+++ Provided data +++

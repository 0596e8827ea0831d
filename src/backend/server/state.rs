/**
 * Application State
 *
 * The store handle, the repositories built on it and the token service,
 * shared by every handler. Everything here is cheap to clone: the pool is
 * reference counted and the token service sits behind an `Arc`.
 *
 * The `FromRef` implementations let handlers extract only what they use,
 * e.g. `State(posts): State<BlogRepository>`.
 */

use axum::extract::FromRef;
use std::sync::Arc;

use crate::backend::auth::{CredentialCodec, TokenService, UserRepository};
use crate::backend::blog::BlogRepository;
use crate::backend::db::Database;
use crate::backend::doctors::DoctorRepository;

#[derive(Clone, Debug)]
pub struct AppState {
    pub db: Database,
    pub users: UserRepository,
    pub posts: BlogRepository,
    pub doctors: DoctorRepository,
    pub tokens: Arc<TokenService>,
}

impl AppState {
    /// Build every repository on top of one store handle
    pub fn new(db: Database, tokens: TokenService) -> Self {
        Self {
            users: UserRepository::new(db.clone(), CredentialCodec::new()),
            posts: BlogRepository::new(db.clone()),
            doctors: DoctorRepository::new(db.clone()),
            tokens: Arc::new(tokens),
            db,
        }
    }
}

impl FromRef<AppState> for Database {
    fn from_ref(state: &AppState) -> Self {
        state.db.clone()
    }
}

impl FromRef<AppState> for UserRepository {
    fn from_ref(state: &AppState) -> Self {
        state.users.clone()
    }
}

impl FromRef<AppState> for BlogRepository {
    fn from_ref(state: &AppState) -> Self {
        state.posts.clone()
    }
}

impl FromRef<AppState> for DoctorRepository {
    fn from_ref(state: &AppState) -> Self {
        state.doctors.clone()
    }
}

impl FromRef<AppState> for Arc<TokenService> {
    fn from_ref(state: &AppState) -> Self {
        state.tokens.clone()
    }
}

+++

Activity: Copy all lines of the records in which the string "crate" can be found.

Output below:
use crate::backend::auth::{CredentialCodec, TokenService, UserRepository};
use crate::backend::blog::BlogRepository;
use crate::backend::db::Database;
use crate::backend::doctors::DoctorRepository;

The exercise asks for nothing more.